Sonia Devillers, l'instant D.

Une rencontre avec Sonia Devillers, animée par Sophie Gindensperger (Télérama) le samedi 10 février. De L’Instant M au carrefour de la Matinale d’Inter. Faire de l’impertinence une marque de la fabrique, tout autant qu’un scanner de l’actualité, à laquelle Sonia Devillers convie des invité·es du 7 heures 50.

« Longtemps, je n’ai pas aimé les gens qui parlent à la radio. Il a fallu que moi-même je cause dans le poste pour apprendre à y écouter les autres.

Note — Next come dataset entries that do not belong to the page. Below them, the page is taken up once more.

//! Caller-supplied filters a generated candidate must satisfy.

use serde::{Deserialize, Serialize};

use crate::entity::{Gender, IvSet, Nature, MAX_IV};
use crate::error::{InvalidRequestKind, SeedResult};
use crate::shiny::{self, SHINY_THRESHOLD};

/// Requested shininess.
#[derive(Debug, Clone, Copy, PartialEq, Eq, Hash, Default, Serialize, Deserialize)]
pub enum ShinyRequest {
    /// Whatever the seed produces.
    #[default]
    Random,
    /// The result must be shiny.
    Always,
    /// The result must not be shiny.
    Never,
}

impl ShinyRequest {
    /// Returns `true` if a candidate with the given shininess is acceptable.
    #[must_use]
    pub const fn accepts(self, shiny: bool) -> bool {
        match self {
            Self::Random => true,
            Self::Always => shiny,
            Self::Never => !shiny,
        }
    }

    /// The forced state, if any.
    #[must_use]
    pub const fn forced(self) -> Option<bool> {
        match self {
            Self::Random => None,
            Self::Always => Some(true),
            Self::Never => Some(false),
        }
    }
}

/// Requested ability slot.
#[derive(Debug, Clone, Copy, PartialEq, Eq, Hash, Default, Serialize, Deserialize)]
pub enum AbilityRequest {
    /// Either slot.
    #[default]
    Any,
    /// A specific slot, 0 or 1.
    Slot(u8),
}

impl AbilityRequest {
    /// Returns `true` if `slot` satisfies the request.
    #[must_use]
    pub const fn accepts(self, slot: u8) -> bool {
        match self {
            Self::Any => true,
            Self::Slot(want) => want == slot,
        }
    }
}

/// Per-stat IV constraints in HP, Atk, Def, SpA, SpD, Spe order; `None` is "any".
#[derive(Debug, Clone, Copy, PartialEq, Eq, Hash, Default, Serialize, Deserialize)]
pub struct IvCriteria(pub [Option<u8>; 6]);

impl IvCriteria {
    /// No IV constraints.
    pub const ANY: Self = Self([None; 6]);

    /// Pins every IV to the given set.
    #[must_use]
    pub const fn exact(ivs: IvSet) -> Self {
        Self([
            Some(ivs.hp),
            Some(ivs.atk),
            Some(ivs.def),
            Some(ivs.spa),
            Some(ivs.spd),
            Some(ivs.spe),
        ])
    }

    /// Returns the pinned set if every stat is pinned.
    #[must_use]
    pub fn pinned(&self) -> Option<IvSet> {
        let [hp, atk, def, spa, spd, spe] = self.0;
        Some(IvSet {
            hp: hp?,
            atk: atk?,
            def: def?,
            spa: spa?,
            spd: spd?,
            spe: spe?,
        })
    }

    /// Returns `true` if every pinned stat matches.
    #[must_use]
    pub fn accepts(&self, ivs: &IvSet) -> bool {
        self.0
            .iter()
            .zip(ivs.to_array())
            .all(|(want, got)| want.is_none_or(|w| w == got))
    }
}

/// Filter applied to generated candidates.
#[derive(Debug, Clone, Copy, PartialEq, Eq, Hash, Default, Serialize, Deserialize)]
pub struct EntityCriteria {
    /// Requested shininess.
    pub shiny: ShinyRequest,
    /// Requested individual values.
    pub ivs: IvCriteria,
    /// Requested ability slot.
    pub ability: AbilityRequest,
    /// Requested nature.
    pub nature: Option<Nature>,
    /// Requested gender.
    pub gender: Option<Gender>,
}

impl EntityCriteria {
    /// Accepts every candidate.
    pub const UNRESTRICTED: Self = Self {
        shiny: ShinyRequest::Random,
        ivs: IvCriteria::ANY,
        ability: AbilityRequest::Any,
        nature: None,
        gender: None,
    };

    /// Returns `true` if this is the universal filter.
    #[must_use]
    pub fn is_unrestricted(&self) -> bool {
        *self == Self::UNRESTRICTED
    }

    /// Returns `true` if all six IVs are pinned.
    #[must_use]
    pub fn ivs_fully_pinned(&self) -> bool {
        self.ivs.pinned().is_some()
    }

    /// Rejects pinned IVs above 31 and ability slots other than 0 or 1.
    pub fn validate(&self) -> SeedResult<()> {
        if let Some((stat, value)) = self
            .ivs
            .0
            .iter()
            .enumerate()
            .find_map(|(stat, v)| v.filter(|&v| v > MAX_IV).map(|v| (stat, v)))
        {
            return Err(InvalidRequestKind::IvOutOfRange { stat, value }.into());
        }
        if let AbilityRequest::Slot(slot) = self.ability {
            if slot > 1 {
                return Err(InvalidRequestKind::AbilitySlotOutOfRange { slot }.into());
            }
        }
        Ok(())
    }

    /// Checks the PID-derived properties of a candidate.
    #[must_use]
    pub fn accepts_pid(&self, pid: u32, id32: u32, gender_ratio: u8) -> bool {
        self.shiny
            .accepts(shiny::is_shiny(id32, pid, SHINY_THRESHOLD))
            && self.nature.is_none_or(|n| n == Nature::from_pid(pid))
            && self
                .gender
                .is_none_or(|g| g == Gender::from_pid(pid, gender_ratio))
    }

    /// Checks every property of a candidate.
    #[must_use]
    pub fn accepts(
        &self,
        pid: u32,
        ivs: &IvSet,
        ability_slot: u8,
        id32: u32,
        gender_ratio: u8,
    ) -> bool {
        self.accepts_pid(pid, id32, gender_ratio)
            && self.ivs.accepts(ivs)
            && self.ability.accepts(ability_slot)
    }
}

#[cfg(test)]
#[allow(clippy::unwrap_used)]
mod tests {
    use super::*;

    #[test]
    fn test_unrestricted_accepts_anything() {
        let criteria = EntityCriteria::UNRESTRICTED;
        assert!(criteria.is_unrestricted());
        assert!(!criteria.ivs_fully_pinned());
        assert!(criteria.accepts(0xFFFF_FFFF, &IvSet::ZERO, 1, 0, 127));
        assert_eq!(EntityCriteria::default(), EntityCriteria::UNRESTRICTED);
    }

    #[test]
    fn test_pinned_ivs() {
        let ivs = IvSet {
            hp: 31,
            atk: 0,
            def: 31,
            spa: 31,
            spd: 31,
            spe: 31,
        };
        let criteria = EntityCriteria {
            ivs: IvCriteria::exact(ivs),
            ..EntityCriteria::UNRESTRICTED
        };
        assert!(criteria.ivs_fully_pinned());
        assert_eq!(criteria.ivs.pinned(), Some(ivs));
        assert!(criteria.ivs.accepts(&ivs));
        assert!(!criteria.ivs.accepts(&IvSet::ZERO));
    }

    #[test]
    fn test_partial_ivs_not_pinned() {
        let mut ivs = IvCriteria::ANY;
        ivs.0[0] = Some(31);
        assert!(ivs.pinned().is_none());
        assert!(ivs.accepts(&IvSet {
            hp: 31,
            ..IvSet::ZERO
        }));
        assert!(!ivs.accepts(&IvSet::ZERO));
    }

    #[test]
    fn test_nature_and_gender_filter() {
        let criteria = EntityCriteria {
            nature: Nature::new(3),
            gender: Some(Gender::Male),
            ..EntityCriteria::UNRESTRICTED
        };
        // 28 % 25 == 3, low byte 28 >= 27
        assert!(criteria.accepts_pid(28, 0, 27));
        assert!(!criteria.accepts_pid(28, 0, 200));
        assert!(!criteria.accepts_pid(29, 0, 27));
    }

    #[test]
    fn test_shiny_request() {
        assert!(ShinyRequest::Always.accepts(true));
        assert!(!ShinyRequest::Always.accepts(false));
        assert!(ShinyRequest::Never.accepts(false));
        assert_eq!(ShinyRequest::Random.forced(), None);
        assert_eq!(ShinyRequest::Never.forced(), Some(false));
    }

    #[test]
    fn test_validate_rejects_bad_values() {
        let mut criteria = EntityCriteria::UNRESTRICTED;
        criteria.ivs.0[4] = Some(40);
        assert_eq!(
            criteria.validate().unwrap_err(),
            InvalidRequestKind::IvOutOfRange {
                stat: 4,
                value: 40
            }
            .into()
        );

        let criteria = EntityCriteria {
            ability: AbilityRequest::Slot(2),
            ..EntityCriteria::UNRESTRICTED
        };
        assert!(criteria.validate().is_err());
        assert!(EntityCriteria::UNRESTRICTED.validate().is_ok());
    }
}
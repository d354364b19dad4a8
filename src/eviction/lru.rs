//! LRU (least recently used) eviction policy.
//!
//! Keys live in an arena-backed doubly-linked list: a vector of nodes
//! addressed by index with a free list for reuse, plus a key → index map.
//! Links are indices, never pointers. Every callback is O(1).

use std::hash::Hash;
use std::time::SystemTime;

use parking_lot::Mutex;
use rustc_hash::FxHashMap;

use super::EvictionPolicy;

struct Node<K> {
    key: K,
    prev: Option<usize>,
    next: Option<usize>,
}

struct LruState<K> {
    map: FxHashMap<K, usize>,
    nodes: Vec<Option<Node<K>>>,
    free: Vec<usize>,
    /// Most recently used.
    head: Option<usize>,
    /// Least recently used; the eviction victim.
    tail: Option<usize>,
}

impl<K> LruState<K> {
    fn alloc(&mut self, node: Node<K>) -> usize {
        match self.free.pop() {
            Some(idx) => {
                self.nodes[idx] = Some(node);
                idx
            }
            None => {
                self.nodes.push(Some(node));
                self.nodes.len() - 1
            }
        }
    }

    fn unlink(&mut self, idx: usize) {
        let (prev, next) = match &self.nodes[idx] {
            Some(node) => (node.prev, node.next),
            None => return,
        };

        match prev {
            Some(p) => {
                if let Some(node) = &mut self.nodes[p] {
                    node.next = next;
                }
            }
            None => self.head = next,
        }
        match next {
            Some(n) => {
                if let Some(node) = &mut self.nodes[n] {
                    node.prev = prev;
                }
            }
            None => self.tail = prev,
        }

        if let Some(node) = &mut self.nodes[idx] {
            node.prev = None;
            node.next = None;
        }
    }

    fn push_front(&mut self, idx: usize) {
        if let Some(node) = &mut self.nodes[idx] {
            node.prev = None;
            node.next = self.head;
        }
        if let Some(old_head) = self.head {
            if let Some(node) = &mut self.nodes[old_head] {
                node.prev = Some(idx);
            }
        }
        self.head = Some(idx);
        if self.tail.is_none() {
            self.tail = Some(idx);
        }
    }

    fn move_to_front(&mut self, idx: usize) {
        if self.head == Some(idx) {
            return;
        }
        self.unlink(idx);
        self.push_front(idx);
    }

    fn release(&mut self, idx: usize) {
        self.unlink(idx);
        self.nodes[idx] = None;
        self.free.push(idx);
    }
}

/// Least-recently-used eviction policy.
///
/// Internally synchronized; one instance is shared by every shard of a
/// cache. The policy only tracks recency — the shard decides when to
/// evict.
///
/// # Examples
///
/// ```rust
/// use std::sync::Arc;
/// use simcache::eviction::Lru;
/// use simcache::prelude::*;
///
/// let cache: Cache<String, String> = Cache::builder()
///     .max_size(100)
///     .eviction(Arc::new(Lru::new()))
///     .build();
/// ```
pub struct Lru<K> {
    state: Mutex<LruState<K>>,
}

impl<K> Lru<K> {
    /// Creates an empty LRU policy.
    pub fn new() -> Self {
        Self {
            state: Mutex::new(LruState {
                map: FxHashMap::default(),
                nodes: Vec::new(),
                free: Vec::new(),
                head: None,
                tail: None,
            }),
        }
    }
}

impl<K> Default for Lru<K> {
    fn default() -> Self {
        Self::new()
    }
}

impl<K> EvictionPolicy<K> for Lru<K>
where
    K: Eq + Hash + Clone + Send + Sync,
{
    fn on_access(&self, key: &K) {
        let mut state = self.state.lock();
        if let Some(&idx) = state.map.get(key) {
            state.move_to_front(idx);
        }
    }

    fn on_add(&self, key: &K, _access_count: u64, _created_at: SystemTime, _accessed_at: SystemTime) {
        let mut state = self.state.lock();
        if let Some(&idx) = state.map.get(key) {
            state.move_to_front(idx);
            return;
        }

        let idx = state.alloc(Node {
            key: key.clone(),
            prev: None,
            next: None,
        });
        state.push_front(idx);
        state.map.insert(key.clone(), idx);
    }

    fn on_remove(&self, key: &K) {
        let mut state = self.state.lock();
        if let Some(idx) = state.map.remove(key) {
            state.release(idx);
        }
    }

    fn select_victim(&self) -> Option<K> {
        let state = self.state.lock();
        let tail = state.tail?;
        state.nodes[tail].as_ref().map(|node| node.key.clone())
    }

    fn len(&self) -> usize {
        self.state.lock().map.len()
    }
}

#[cfg(test)]
mod tests {
    use super::*;
    use std::time::SystemTime;

    fn add(lru: &Lru<&'static str>, key: &'static str) {
        let now = SystemTime::now();
        lru.on_add(&key, 0, now, now);
    }

    #[test]
    fn victim_is_least_recently_used() {
        let lru = Lru::new();
        add(&lru, "a");
        add(&lru, "b");
        add(&lru, "c");

        assert_eq!(lru.select_victim(), Some("a"));
        assert_eq!(lru.len(), 3);
    }

    #[test]
    fn access_refreshes_recency() {
        let lru = Lru::new();
        add(&lru, "a");
        add(&lru, "b");
        lru.on_access(&"a");

        assert_eq!(lru.select_victim(), Some("b"));
    }

    #[test]
    fn re_add_refreshes_recency() {
        let lru = Lru::new();
        add(&lru, "a");
        add(&lru, "b");
        add(&lru, "a");

        assert_eq!(lru.select_victim(), Some("b"));
        assert_eq!(lru.len(), 2);
    }

    #[test]
    fn remove_unlinks_and_reuses_slots() {
        let lru = Lru::new();
        add(&lru, "a");
        add(&lru, "b");
        lru.on_remove(&"a");

        assert_eq!(lru.len(), 1);
        assert_eq!(lru.select_victim(), Some("b"));

        // The freed slot is reused for the next insertion.
        add(&lru, "c");
        assert_eq!(lru.len(), 2);
        assert_eq!(lru.select_victim(), Some("b"));
    }

    #[test]
    fn empty_policy_has_no_victim() {
        let lru: Lru<&str> = Lru::new();
        assert_eq!(lru.select_victim(), None);
        assert!(lru.is_empty());
    }

    #[test]
    fn remove_tail_then_head_keeps_list_consistent() {
        let lru = Lru::new();
        add(&lru, "a");
        add(&lru, "b");
        add(&lru, "c");

        lru.on_remove(&"a"); // tail
        assert_eq!(lru.select_victim(), Some("b"));
        lru.on_remove(&"c"); // head
        assert_eq!(lru.select_victim(), Some("b"));
        lru.on_remove(&"b");
        assert_eq!(lru.select_victim(), None);
        assert!(lru.is_empty());
    }
}
//! A self-contained cache partition.
//!
//! Each shard owns a read-write lock over its entry map and an
//! insertion-order key list used for similarity iteration and FIFO
//! fallback eviction. Exact operations touch one shard; similarity search
//! scans the shard linearly under its read lock.

use std::hash::Hash;
use std::sync::Arc;
use std::time::Duration;

use parking_lot::RwLock;
use rustc_hash::FxHashMap;
use tracing::trace;

use crate::cache::SimilarMatch;
use crate::context::Context;
use crate::entry::Entry;
use crate::error::{CacheError, Result};
use crate::eviction::EvictionPolicy;
use crate::similarity::SimilarityFn;
use crate::stats::{ShardStats, Stats};

/// Map key scoping an entry to the namespace it was created under.
///
/// Entries created under different namespaces coexist independently even
/// when their logical keys collide.
#[derive(Clone, PartialEq, Eq, Hash)]
struct ScopedKey<K> {
    namespace: String,
    key: K,
}

struct ShardState<K, V> {
    entries: FxHashMap<ScopedKey<K>, Entry<K, V>>,
    /// Insertion order; drives similarity iteration and FIFO fallback.
    order: Vec<ScopedKey<K>>,
}

pub(crate) struct Shard<K, V> {
    state: RwLock<ShardState<K, V>>,
    policy: Option<Arc<dyn EvictionPolicy<K>>>,
    max_size: usize,
    threshold: f64,
    ttl: Duration,
    stats: Option<ShardStats>,
}

impl<K, V> Shard<K, V>
where
    K: Eq + Hash + Clone,
    V: Clone,
{
    pub(crate) fn new(
        max_size: usize,
        threshold: f64,
        ttl: Duration,
        policy: Option<Arc<dyn EvictionPolicy<K>>>,
        enable_stats: bool,
    ) -> Self {
        Self {
            state: RwLock::new(ShardState {
                entries: FxHashMap::default(),
                order: Vec::new(),
            }),
            policy,
            max_size,
            threshold,
            ttl,
            stats: enable_stats.then(ShardStats::default),
        }
    }

    pub(crate) fn get(&self, ctx: &Context, key: &K) -> Option<V> {
        let state = self.state.read();
        if ctx.is_cancelled() {
            return None;
        }

        let scoped = ScopedKey {
            namespace: ctx.namespace().to_owned(),
            key: key.clone(),
        };
        let Some(entry) = state.entries.get(&scoped) else {
            if let Some(stats) = &self.stats {
                stats.record_miss();
            }
            return None;
        };

        if entry.is_expired() {
            if let Some(stats) = &self.stats {
                stats.record_expired();
                stats.record_miss();
            }
            return None;
        }

        entry.touch();
        if let Some(policy) = &self.policy {
            policy.on_access(key);
        }
        if let Some(stats) = &self.stats {
            stats.record_hit();
        }
        Some(entry.value().clone())
    }

    pub(crate) fn get_similar(
        &self,
        ctx: &Context,
        query: &K,
        similarity: Option<&SimilarityFn<K>>,
    ) -> Option<SimilarMatch<K, V>> {
        let state = self.state.read();
        if ctx.is_cancelled() {
            return None;
        }
        if let Some(stats) = &self.stats {
            stats.record_similar_search();
        }

        let similarity = similarity?;
        let namespace = ctx.namespace();

        let mut best: Option<&ScopedKey<K>> = None;
        let mut best_score = 0.0_f64;
        for scoped in &state.order {
            let Some(entry) = state.entries.get(scoped) else {
                continue;
            };
            if !namespace.is_empty() && entry.namespace() != namespace {
                continue;
            }
            if entry.is_expired() {
                continue;
            }
            if ctx.is_cancelled() {
                return None;
            }

            let score = similarity(query, &scoped.key);
            if score >= self.threshold && score > best_score {
                best = Some(scoped);
                best_score = score;
            }
        }

        let scoped = best?;
        let entry = state.entries.get(scoped)?;
        entry.touch();
        if let Some(policy) = &self.policy {
            policy.on_access(&scoped.key);
        }
        if let Some(stats) = &self.stats {
            stats.record_similar_hit();
        }
        Some(SimilarMatch {
            key: scoped.key.clone(),
            value: entry.value().clone(),
            score: best_score,
        })
    }

    pub(crate) fn set(&self, ctx: &Context, key: K, value: V) -> Result<()> {
        let mut state = self.state.write();
        if ctx.is_cancelled() {
            return Err(CacheError::Cancelled);
        }

        let namespace = ctx.namespace().to_owned();
        let scoped = ScopedKey {
            namespace: namespace.clone(),
            key,
        };

        if let Some(entry) = state.entries.get_mut(&scoped) {
            entry.replace_value(value);
            entry.touch();
            if let Some(policy) = &self.policy {
                policy.on_access(&scoped.key);
            }
            if let Some(stats) = &self.stats {
                stats.record_set();
            }
            return Ok(());
        }

        if self.max_size > 0 && state.entries.len() >= self.max_size {
            self.evict(&mut state);
        }

        let entry = Entry::new(
            scoped.key.clone(),
            value,
            self.ttl,
            namespace,
            ctx.metadata_map(),
        );
        let access_count = entry.access_count();
        let created_at = entry.created_at();
        let accessed_at = entry.accessed_at();

        state.entries.insert(scoped.clone(), entry);
        if let Some(policy) = &self.policy {
            policy.on_add(&scoped.key, access_count, created_at, accessed_at);
        }
        state.order.push(scoped);

        if let Some(stats) = &self.stats {
            stats.record_set();
        }
        Ok(())
    }

    pub(crate) fn delete(&self, ctx: &Context, key: &K) -> bool {
        let mut state = self.state.write();
        if ctx.is_cancelled() {
            return false;
        }

        let scoped = ScopedKey {
            namespace: ctx.namespace().to_owned(),
            key: key.clone(),
        };
        if state.entries.remove(&scoped).is_none() {
            return false;
        }
        if let Some(pos) = state.order.iter().position(|sk| *sk == scoped) {
            state.order.remove(pos);
        }

        if let Some(policy) = &self.policy {
            policy.on_remove(key);
        }
        if let Some(stats) = &self.stats {
            stats.record_delete();
        }
        true
    }

    /// Removes one entry to make room. With no policy, the oldest
    /// insertion goes; otherwise the policy's victim. A policy with no
    /// suggestion leaves the shard transiently over capacity.
    fn evict(&self, state: &mut ShardState<K, V>) {
        let Some(policy) = &self.policy else {
            if state.order.is_empty() {
                return;
            }
            let victim = state.order.remove(0);
            state.entries.remove(&victim);
            if let Some(stats) = &self.stats {
                stats.record_eviction();
            }
            trace!("evicted oldest entry (no policy)");
            return;
        };

        let Some(victim) = policy.select_victim() else {
            return;
        };

        let Some(pos) = state.order.iter().position(|sk| sk.key == victim) else {
            // Tracked by the shared policy but not resident in this shard;
            // untrack it so selection can move on.
            policy.on_remove(&victim);
            return;
        };
        let scoped = state.order.remove(pos);
        state.entries.remove(&scoped);
        policy.on_remove(&victim);
        if let Some(stats) = &self.stats {
            stats.record_eviction();
        }
        trace!("evicted policy victim");
    }

    pub(crate) fn len(&self) -> usize {
        self.state.read().entries.len()
    }

    pub(crate) fn stats_snapshot(&self) -> Stats {
        self.stats
            .as_ref()
            .map(ShardStats::snapshot)
            .unwrap_or_default()
    }
}

#[cfg(test)]
mod tests {
    use super::*;
    use crate::eviction::Lru;

    fn shard(max_size: usize) -> Shard<String, i32> {
        Shard::new(max_size, 0.8, Duration::ZERO, None, true)
    }

    #[test]
    fn namespaced_entries_coexist_under_one_key() {
        let s = shard(10);
        let ns_a = Context::background().with_namespace("a");
        let ns_b = Context::background().with_namespace("b");

        s.set(&ns_a, "x".into(), 1).unwrap();
        s.set(&ns_b, "x".into(), 2).unwrap();

        assert_eq!(s.len(), 2);
        assert_eq!(s.get(&ns_a, &"x".into()), Some(1));
        assert_eq!(s.get(&ns_b, &"x".into()), Some(2));
    }

    #[test]
    fn fifo_fallback_evicts_oldest() {
        let s = shard(2);
        let ctx = Context::background();

        s.set(&ctx, "a".into(), 1).unwrap();
        s.set(&ctx, "b".into(), 2).unwrap();
        s.set(&ctx, "c".into(), 3).unwrap();

        assert_eq!(s.len(), 2);
        assert_eq!(s.get(&ctx, &"a".into()), None);
        assert_eq!(s.get(&ctx, &"b".into()), Some(2));
        assert_eq!(s.get(&ctx, &"c".into()), Some(3));
        assert_eq!(s.stats_snapshot().evictions, 1);
    }

    #[test]
    fn policy_victim_absent_from_shard_is_untracked_not_counted() {
        let policy: Arc<Lru<String>> = Arc::new(Lru::new());
        let s: Shard<String, i32> = Shard::new(
            1,
            0.8,
            Duration::ZERO,
            Some(Arc::clone(&policy) as Arc<dyn EvictionPolicy<String>>),
            true,
        );
        let ctx = Context::background();

        // Track a foreign key, as if it lived in a sibling shard.
        let now = std::time::SystemTime::now();
        policy.on_add(&"foreign".to_string(), 0, now, now);

        s.set(&ctx, "mine".into(), 1).unwrap();
        // Full shard: the next insert selects "foreign", finds it absent,
        // untracks it and proceeds over capacity.
        s.set(&ctx, "next".into(), 2).unwrap();

        assert_eq!(s.len(), 2);
        assert_eq!(s.stats_snapshot().evictions, 0);
        assert_eq!(s.get(&ctx, &"mine".into()), Some(1));
        assert_eq!(s.get(&ctx, &"next".into()), Some(2));
    }

    #[test]
    fn overwrite_does_not_grow_or_evict() {
        let s = shard(1);
        let ctx = Context::background();

        s.set(&ctx, "a".into(), 1).unwrap();
        s.set(&ctx, "a".into(), 2).unwrap();

        assert_eq!(s.len(), 1);
        assert_eq!(s.get(&ctx, &"a".into()), Some(2));
        assert_eq!(s.stats_snapshot().evictions, 0);
        assert_eq!(s.stats_snapshot().sets, 2);
    }

    #[test]
    fn cancelled_context_blocks_mutation() {
        let s = shard(10);
        let ctx = Context::background();
        s.set(&ctx, "a".into(), 1).unwrap();

        let (cancelled, handle) = ctx.with_cancel();
        handle.cancel();

        assert_eq!(s.set(&cancelled, "b".into(), 2), Err(CacheError::Cancelled));
        assert!(!s.delete(&cancelled, &"a".into()));
        assert_eq!(s.get(&cancelled, &"a".into()), None);
        assert_eq!(s.len(), 1);
    }
}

La radio est affaire de culture familiale, de transmission. À la maison, on n’écoutait pas la radio. Mon père, seulement, France Musique dans la voiture et toujours beaucoup trop fort. C’était pénible. Avec ma soeur, on se barricadait. On ferraillait contre ces sonates hurlantes qui couvraient nos voix. Encore aujourd’hui, lorsqu’il faut choisir entre une conversation et la radio, je coupe la radio. La superposition, pour ne pas dire la bataille que se livrent ces deux champs sonores, m’est insupportable. Soit on parle, soit on écoute. Jusqu’au bout, donc, j’écouterai la radio seule.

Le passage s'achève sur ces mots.